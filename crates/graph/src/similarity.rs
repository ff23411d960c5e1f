use crate::config::{EdgeRule, GraphConfig};
use crate::error::Result;
use crate::index::KeywordIndex;
use crate::types::{KeywordId, SlugId};
use serde::{Deserialize, Serialize};
use std::collections::HashMap;

/// Accepted slug–slug link
#[derive(Debug, Clone, Copy, PartialEq, Serialize, Deserialize)]
pub struct Edge {
    /// Lower slug id
    pub a: SlugId,
    /// Higher slug id
    pub b: SlugId,
    /// Jaccard similarity of the two eligible-keyword sets
    pub weight: f64,
    /// Eligible keywords the two slugs share
    pub shared: usize,
    /// Widest-fan-out keyword among the shared ones
    pub source_keyword: KeywordId,
}

#[derive(Debug, Clone, Default, PartialEq, Eq, Serialize, Deserialize)]
pub struct GraphStats {
    /// Distinct pairs sharing at least one eligible keyword
    pub candidate_pairs: usize,
    pub accepted_edges: usize,
    /// Pairs below the shared-keyword minimum (checked first)
    pub rejected_by_overlap: usize,
    /// Pairs with enough overlap but too little similarity
    pub rejected_by_jaccard: usize,
}

/// Edges that cleared the configured rule, sorted by (a, b)
#[derive(Debug, Clone, Default)]
pub struct SimilarityGraph {
    pub edges: Vec<Edge>,
    pub stats: GraphStats,
}

struct PairTally {
    shared: usize,
    source: KeywordId,
    source_fanout: usize,
}

/// Derives weighted edges from the keyword index.
///
/// Pairs are only materialized inside each eligible keyword's slug set, so
/// work and memory are bounded by the sum of squared fan-outs rather than
/// the square of the slug count.
pub struct SimilarityGraphBuilder<'a> {
    config: &'a GraphConfig,
}

impl<'a> SimilarityGraphBuilder<'a> {
    pub fn new(config: &'a GraphConfig) -> Result<Self> {
        config.validate()?;
        Ok(Self { config })
    }

    pub fn build(&self, index: &KeywordIndex) -> SimilarityGraph {
        let mut tallies: HashMap<(SlugId, SlugId), PairTally> = HashMap::new();

        // Keywords arrive in id order, so a strict `>` keeps the lowest id on
        // fan-out ties.
        for keyword in index.eligible_keywords() {
            let fanout = keyword.fan_out();
            let slugs: Vec<SlugId> = keyword.slugs.iter().copied().collect();
            for (i, &a) in slugs.iter().enumerate() {
                for &b in &slugs[i + 1..] {
                    let tally = tallies.entry((a, b)).or_insert(PairTally {
                        shared: 0,
                        source: keyword.id,
                        source_fanout: fanout,
                    });
                    tally.shared += 1;
                    if fanout > tally.source_fanout {
                        tally.source = keyword.id;
                        tally.source_fanout = fanout;
                    }
                }
            }
        }

        let mut stats = GraphStats {
            candidate_pairs: tallies.len(),
            ..Default::default()
        };

        let mut edges = Vec::new();
        for ((a, b), tally) in tallies {
            let weight = jaccard(index, a, b, tally.shared);
            let accepted = match self.config.edge_rule {
                EdgeRule::CoOccurrence => true,
                EdgeRule::Jaccard => {
                    if tally.shared < self.config.min_shared_keywords {
                        stats.rejected_by_overlap += 1;
                        false
                    } else if weight < self.config.min_jaccard {
                        stats.rejected_by_jaccard += 1;
                        false
                    } else {
                        true
                    }
                }
            };
            if accepted {
                edges.push(Edge {
                    a,
                    b,
                    weight,
                    shared: tally.shared,
                    source_keyword: tally.source,
                });
            }
        }
        edges.sort_by_key(|e| (e.a, e.b));
        stats.accepted_edges = edges.len();

        log::info!(
            "Similarity graph ({:?}): {} candidate pairs, {} accepted edges",
            self.config.edge_rule,
            stats.candidate_pairs,
            stats.accepted_edges
        );
        log::debug!(
            "Rejected pairs: overlap={}, jaccard={}",
            stats.rejected_by_overlap,
            stats.rejected_by_jaccard
        );

        SimilarityGraph { edges, stats }
    }
}

/// |K(a) ∩ K(b)| / |K(a) ∪ K(b)| given the intersection size
fn jaccard(index: &KeywordIndex, a: SlugId, b: SlugId, shared: usize) -> f64 {
    let size = |id: SlugId| index.slug(id).map_or(0, |s| s.eligible_keywords.len());
    let union = (size(a) + size(b)).saturating_sub(shared);
    if union == 0 {
        0.0
    } else {
        shared as f64 / union as f64
    }
}

#[cfg(test)]
mod tests {
    use super::*;
    use attribution_loader::{Observation, Taxonomy};
    use pretty_assertions::assert_eq;

    fn index_for(obs: &[Observation], config: &GraphConfig) -> KeywordIndex {
        let mut taxonomy = Taxonomy::new();
        for o in obs {
            taxonomy.insert(&o.keyword, Some("Topic"), None);
        }
        KeywordIndex::build(obs, &taxonomy, config).unwrap()
    }

    fn loose() -> GraphConfig {
        GraphConfig {
            min_keyword_fanout: 1,
            min_shared_keywords: 1,
            min_jaccard: 0.0,
            ..Default::default()
        }
    }

    #[test]
    fn weights_are_jaccard_of_eligible_sets() {
        let obs = vec![
            Observation::new("kw1", "A", 10.0, 1.0, 1),
            Observation::new("kw1", "B", 10.0, 1.0, 1),
            Observation::new("kw2", "B", 5.0, 1.0, 1),
            Observation::new("kw2", "C", 5.0, 1.0, 1),
        ];
        let config = loose();
        let index = index_for(&obs, &config);
        let graph = SimilarityGraphBuilder::new(&config).unwrap().build(&index);

        assert_eq!(graph.edges.len(), 2);
        assert_eq!((graph.edges[0].a, graph.edges[0].b), (0, 1));
        assert_eq!(graph.edges[0].weight, 0.5);
        assert_eq!((graph.edges[1].a, graph.edges[1].b), (1, 2));
        assert_eq!(graph.edges[1].weight, 0.5);
        assert_eq!(graph.stats.candidate_pairs, 2);
    }

    #[test]
    fn overlap_and_similarity_thresholds_reject_pairs() {
        let obs = vec![
            Observation::new("kw1", "A", 1.0, 1.0, 1),
            Observation::new("kw1", "B", 1.0, 1.0, 1),
            Observation::new("kw2", "A", 1.0, 1.0, 1),
            Observation::new("kw2", "B", 1.0, 1.0, 1),
            Observation::new("kw2", "C", 1.0, 1.0, 1),
            Observation::new("kw3", "C", 1.0, 1.0, 1),
            Observation::new("kw4", "C", 1.0, 1.0, 1),
        ];
        let config = GraphConfig {
            min_shared_keywords: 2,
            min_jaccard: 0.5,
            ..loose()
        };
        let index = index_for(&obs, &config);
        let graph = SimilarityGraphBuilder::new(&config).unwrap().build(&index);

        // A–B share {kw1, kw2}: J = 1.0. A–C and B–C share only kw2.
        assert_eq!(graph.edges.len(), 1);
        assert_eq!(graph.edges[0].shared, 2);
        assert_eq!(graph.edges[0].weight, 1.0);
        assert_eq!(graph.stats.rejected_by_overlap, 2);
        assert_eq!(graph.stats.rejected_by_jaccard, 0);
    }

    #[test]
    fn source_keyword_is_widest_shared_keyword() {
        let mut obs = Vec::new();
        for slug in ["A", "B", "C", "D"] {
            obs.push(Observation::new("generic", slug, 1.0, 1.0, 1));
        }
        obs.push(Observation::new("niche", "A", 1.0, 1.0, 1));
        obs.push(Observation::new("niche", "B", 1.0, 1.0, 1));

        let config = loose();
        let index = index_for(&obs, &config);
        let graph = SimilarityGraphBuilder::new(&config).unwrap().build(&index);
        let ab = graph.edges.iter().find(|e| (e.a, e.b) == (0, 1)).unwrap();
        assert_eq!(index.keyword(ab.source_keyword).unwrap().text, "generic");
        assert_eq!(ab.shared, 2);
    }

    #[test]
    fn co_occurrence_rule_accepts_everything() {
        let obs: Vec<Observation> = (0..5)
            .map(|i| Observation::new("loans", format!("/s{i}"), 1.0, 1.0, 1))
            .collect();
        let config = GraphConfig::co_occurrence();
        let index = index_for(&obs, &config);
        let graph = SimilarityGraphBuilder::new(&config).unwrap().build(&index);
        assert_eq!(graph.edges.len(), 10);
        assert_eq!(graph.stats.accepted_edges, 10);
    }
}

+ + + +

[EXERCISE INSTRUCTIONS]
Report all lines in the records that include the string "Clone".

[ANSWER]
#[derive(Debug, Clone, Copy, PartialEq, Serialize, Deserialize)]
#[derive(Debug, Clone, Default, PartialEq, Eq, Serialize, Deserialize)]
#[derive(Debug, Clone, Default)]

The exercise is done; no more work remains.